WeeklyWorker

Letters

With pleasure

Boris Kagarlitsky is always a pleasure to read. Always clear, unpretentious and honest (Weekly Worker March 16).

He always has the most useful analysis of what is going on in Russia right now. I look to him for a certain leadership, even if I have never seen anything much by him in the alternative media since the fall of the Soviet Union.

So thanks for interviewing him.

With pleasure

No threat

It is splendid that you manage to translate the grim verbosity of the 1970s Trot sheets to the internet.

Your efforts will help to ensure that the liberal democracy that lengthens our life expectancies and gives us iPods is under no threat.

No threat

Same as

Liz Hoskings is obviously a highly intelligent human being (Letters, August 31). She does after all read the Weekly Worker. So I cannot for the life of me understand why she thinks the CPGB has the “same position” as Tony Blair on Israel-Palestine.

The CPGB does not stand for “two ethnic states” with no right of Palestinian refugees to return. Nor does the CPGB want Israel to “remain” a non-cultural and mono-ethnic state. Where does she get this nonsense from?

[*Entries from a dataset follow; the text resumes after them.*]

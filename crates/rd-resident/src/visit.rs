//! Shopping / relaxing / visiting excursions: planning the trip, carrying it
//! out, and the stay-or-leave decision while the visit lasts.

use rd_core::{BuildingId, CitizenId, DayClock, SimRng, SimTime, SimulationConfig};
use rd_world::{AgeGroup, Buildings, Citizens, Service, TravelTime, VisitPlaces, Weather};
use rd_worktime::OperatingHours;
use tracing::trace;

use crate::constants::{FIND_ANOTHER_PLACE_CHANCE, MAX_TRAVEL_HOURS, MAX_VISIT_PLACE_ATTEMPTS};
use crate::schedule::{CitizenSchedule, ResidentState, ScheduleHint};
use crate::spare_time::{relaxing_chance, shopping_chance};

/// `true` when an event starting at `start` falls inside the configured
/// attendance window for that day type.
fn event_window_permits(config: &SimulationConfig, clock: &DayClock, start: SimTime) -> bool {
    let hour = start.hour_of_day();
    let (earliest, latest) = if clock.weekend_enabled && start.is_weekend() {
        (config.earliest_event_start_weekend, config.latest_event_start_weekend)
    } else {
        (config.earliest_event_start_weekday, config.latest_event_start_weekday)
    };
    hour >= earliest && hour <= latest
}

/// Cascade step (c): probability-gated shopping excursion.
pub fn try_plan_shopping<W: Weather>(
    world: &W,
    config: &SimulationConfig,
    clock: &DayClock,
    rng: &mut SimRng,
    age: AgeGroup,
    schedule: &mut CitizenSchedule,
) -> bool {
    if world.is_bad_weather() {
        return false;
    }
    // Goods-need shopping is driven by the host; spontaneous trips go
    // through the for-fun quota.
    if !rng.should_occur(config.shopping_for_fun_quota) {
        return false;
    }
    if !rng.should_occur(shopping_chance(config, clock, age, schedule)) {
        return false;
    }
    if clock.is_night() {
        schedule.hint = ScheduleHint::LocalShoppingOnly;
    }
    schedule.schedule(ResidentState::GoShopping, clock.now);
    true
}

/// Cascade step (d): probability-gated relaxation or event attendance.
pub fn try_plan_relaxing<W: Weather + VisitPlaces + TravelTime + Buildings>(
    world: &W,
    config: &SimulationConfig,
    clock: &DayClock,
    rng: &mut SimRng,
    age: AgeGroup,
    current_building: BuildingId,
    schedule: &mut CitizenSchedule,
) -> bool {
    if world.is_bad_weather() {
        return false;
    }

    let chance = relaxing_chance(config, clock, age, schedule, 1);
    if !rng.should_occur(chance) {
        return false;
    }

    // An upcoming event takes precedence: back-compute the departure from
    // the start time and the travel estimate.
    if let Some((venue, start)) = world.upcoming_event(clock.now) {
        if event_window_permits(config, clock, start) {
            let travel = world.estimate_hours(current_building, venue).min(MAX_TRAVEL_HOURS);
            let mut departure = start.add_hours(-travel);
            if departure < clock.now {
                departure = clock.now;
            }
            schedule.event_building = venue;
            schedule.hint = ScheduleHint::AttendingEvent;
            schedule.schedule(ResidentState::GoToRelax, departure);
            trace!(target: "schedule", %venue, "attending event");
            return true;
        }
    }

    schedule.hint = if clock.is_night() {
        ScheduleHint::RelaxNearbyOnly
    } else {
        ScheduleHint::RelaxAtLeisureBuilding
    };
    schedule.schedule(ResidentState::GoToRelax, clock.now);
    true
}

/// Outcome of executing an excursion transition.
#[derive(Copy, Clone, PartialEq, Eq, Debug)]
pub enum ExcursionOutcome {
    /// Moving toward a destination.
    Departed,
    /// No destination found (or move failed); caller sends the agent home.
    GoHome,
    /// Stayed put; nothing further scheduled.
    Stay,
}

/// Carry out a scheduled `GoShopping`.  `hint` is the consumed transition's
/// hint; exhaustive so new hints cannot be silently ignored here.
#[allow(clippy::too_many_arguments)]
pub fn execute_shopping<W: Buildings + Citizens + VisitPlaces + TravelTime>(
    world: &mut W,
    hours: &mut OperatingHours,
    config: &SimulationConfig,
    clock: &DayClock,
    rng: &mut SimRng,
    citizen: CitizenId,
    at_home: bool,
    hint: ScheduleHint,
    schedule: &mut CitizenSchedule,
) -> ExcursionOutcome {
    let local = match hint {
        ScheduleHint::NoShoppingAnyMore => return ExcursionOutcome::GoHome,
        ScheduleHint::LocalShoppingOnly
        | ScheduleHint::LocalShoppingOnlyBeforeWork
        | ScheduleHint::LocalShoppingOnlyBeforeSchool => true,
        ScheduleHint::None
        | ScheduleHint::AttendingEvent
        | ScheduleHint::RelaxAtLeisureBuilding
        | ScheduleHint::RelaxNearbyOnly => rng.should_occur(config.local_building_search_quota),
    };

    let near = world.current_building(citizen);
    let target = world.find_shop(near, local);
    if target.is_none() || !open_for_visit(world, hours, config, clock, rng, near, target) {
        schedule.find_visit_place_attempts = schedule.find_visit_place_attempts.saturating_add(1);
        return if at_home { ExcursionOutcome::Stay } else { ExcursionOutcome::GoHome };
    }
    if !world.start_moving(citizen, target) {
        return ExcursionOutcome::GoHome;
    }
    // One shopping trip per night: a chained re-shop decision goes home.
    if clock.is_night() {
        schedule.hint = ScheduleHint::NoShoppingAnyMore;
    }
    schedule.find_visit_place_attempts = 0;
    ExcursionOutcome::Departed
}

/// Carry out a scheduled `GoToRelax`.
#[allow(clippy::too_many_arguments)]
pub fn execute_relaxing<W: Buildings + Citizens + VisitPlaces + TravelTime>(
    world: &mut W,
    hours: &mut OperatingHours,
    config: &SimulationConfig,
    clock: &DayClock,
    rng: &mut SimRng,
    citizen: CitizenId,
    at_home: bool,
    hint: ScheduleHint,
    schedule: &mut CitizenSchedule,
) -> ExcursionOutcome {
    let near = world.current_building(citizen);

    let target = match hint {
        ScheduleHint::AttendingEvent if schedule.event_building.is_some() => {
            schedule.event_building
        }
        ScheduleHint::RelaxNearbyOnly => world.find_leisure(near, true),
        _ => world.find_leisure(near, false),
    };

    if target.is_none()
        || !world.is_active(target)
        || !open_for_visit(world, hours, config, clock, rng, near, target)
    {
        schedule.find_visit_place_attempts = schedule.find_visit_place_attempts.saturating_add(1);
        schedule.event_building = BuildingId::NONE;
        return if at_home { ExcursionOutcome::Stay } else { ExcursionOutcome::GoHome };
    }
    // Leisure at night must not disturb a restricted district.
    if hours.is_noise_restricted(world, config, clock, target, near) {
        return if at_home { ExcursionOutcome::Stay } else { ExcursionOutcome::GoHome };
    }
    if !world.start_moving(citizen, target) {
        schedule.event_building = BuildingId::NONE;
        return ExcursionOutcome::GoHome;
    }
    schedule.find_visit_place_attempts = 0;
    ExcursionOutcome::Departed
}

/// A destination only counts if it will be open on arrival.
fn open_for_visit<W: Buildings + TravelTime>(
    world: &W,
    hours: &mut OperatingHours,
    config: &SimulationConfig,
    clock: &DayClock,
    rng: &mut SimRng,
    from: BuildingId,
    target: BuildingId,
) -> bool {
    let lead = world.estimate_hours(from, target).min(MAX_TRAVEL_HOURS);
    hours.is_working(world, config, clock, rng, target, lead)
}

/// Stay-or-leave decision while observed Shopping / Relaxing / Visiting with
/// nothing scheduled.  Returns `true` when a transition was scheduled.
#[allow(clippy::too_many_arguments)]
pub fn process_visit_state<W: Buildings + Citizens + Weather>(
    world: &W,
    hours: &mut OperatingHours,
    config: &SimulationConfig,
    clock: &DayClock,
    rng: &mut SimRng,
    citizen: CitizenId,
    age: AgeGroup,
    schedule: &mut CitizenSchedule,
) -> bool {
    let building = world.current_building(citizen);

    let closed = !world.is_active(building)
        || !hours.is_working(world, config, clock, rng, building, 0.0)
        || hours.is_closing_soon(world, config, clock, rng, building);
    if closed || world.is_bad_weather() {
        schedule.schedule(ResidentState::GoHome, clock.now);
        return true;
    }

    if schedule.find_visit_place_attempts >= MAX_VISIT_PLACE_ATTEMPTS {
        schedule.schedule(ResidentState::GoHome, clock.now);
        return true;
    }

    // Parks hold visitors twice as long; seniors settle in at elder care.
    let multiplier = match world.class(building) {
        Some(c) if c.service == Service::Park => 2,
        Some(c) if c.service == Service::HealthCare && age == AgeGroup::Senior => 4,
        _ => 1,
    };
    let stay = relaxing_chance(config, clock, age, schedule, multiplier);
    if rng.should_occur(stay) {
        // Keep browsing here; re-decide next evaluation.
        return false;
    }

    if rng.should_occur(FIND_ANOTHER_PLACE_CHANCE) {
        let next = match schedule.current_state {
            ResidentState::Shopping => ResidentState::GoShopping,
            _ => ResidentState::GoToRelax,
        };
        schedule.schedule(next, clock.now);
    } else {
        schedule.schedule(ResidentState::GoHome, clock.now);
    }
    true
}
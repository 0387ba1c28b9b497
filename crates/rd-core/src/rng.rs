//! Deterministic simulation RNG and the quota utility.
//!
//! # Determinism strategy
//!
//! The whole scheduling core draws from one `SmallRng` seeded from the run's
//! master seed; the host owns the seed, this core owns the stream.  Every
//! percentage-driven rule in the configuration goes through
//! [`SimRng::should_occur`] — one Bernoulli draw per decision point, never a
//! comparison against a cached random value — so each decision is
//! re-evaluated independently wherever it appears.

use rand::rngs::SmallRng;
use rand::{Rng, SeedableRng};

/// 64-bit fractional golden-ratio constant for seed mixing.
const MIXING_CONSTANT: u64 = 0x9e37_79b9_7f4a_7c15;

/// The shared deterministic pseudo-random source consumed by the core.
pub struct SimRng(SmallRng);

impl SimRng {
    pub fn new(seed: u64) -> Self {
        SimRng(SmallRng::seed_from_u64(seed))
    }

    /// Derive a child `SimRng` with a different seed offset — useful for
    /// giving a test fixture its own stream without disturbing the main one.
    pub fn child(&mut self, offset: u64) -> SimRng {
        let child_seed: u64 = self.0.r#gen::<u64>() ^ offset.wrapping_mul(MIXING_CONSTANT);
        SimRng(SmallRng::seed_from_u64(child_seed))
    }

    /// The quota utility: `true` with probability `percent`/100.
    ///
    /// A single uniform draw per call.  Values ≥ 100 always pass, 0 never
    /// does.
    #[inline]
    pub fn should_occur(&mut self, percent: u32) -> bool {
        if percent >= 100 {
            return true;
        }
        self.0.gen_range(0..100u32) < percent
    }

    /// A uniform value in `[0, max)`; 0 when `max == 0`.
    #[inline]
    pub fn random_value(&mut self, max: u32) -> u32 {
        if max == 0 {
            return 0;
        }
        self.0.gen_range(0..max)
    }

    /// Generate a value uniformly in `range`.
    #[inline]
    pub fn gen_range<T, R>(&mut self, range: R) -> T
    where
        T: rand::distributions::uniform::SampleUniform,
        R: rand::distributions::uniform::SampleRange<T>,
    {
        self.0.gen_range(range)
    }
}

The CPGB is for two states, yes. But that hardly adds up to calling for ethnically pure states. Today Israel has a 20% Arab minority within its pre-1967 borders. Communists support them having full and equal rights along with the rest of the population.

Communist also support the right of people to freely move to any country, as they see fit. That, of course, includes refugees. Once again Liz is either inventive or simply ill-informed.

She goes on to say that the CPGB favours a Gaza/West Bank Palestinian state. A “Bantustan”, she call it. Once again, no, the CPGB favour redrawing the borders and a contiguous Palestinian state.

Lastly, there is the small matter of agency. Something Liz seems to entirely forget about with her cosy binational federation. The Palestinians and Israeli Jews are at this present moment in time at each other’s throats. Blood is flowing. They are in no position to arrive at a Swiss-type solution won by nothing more than good will on both sides.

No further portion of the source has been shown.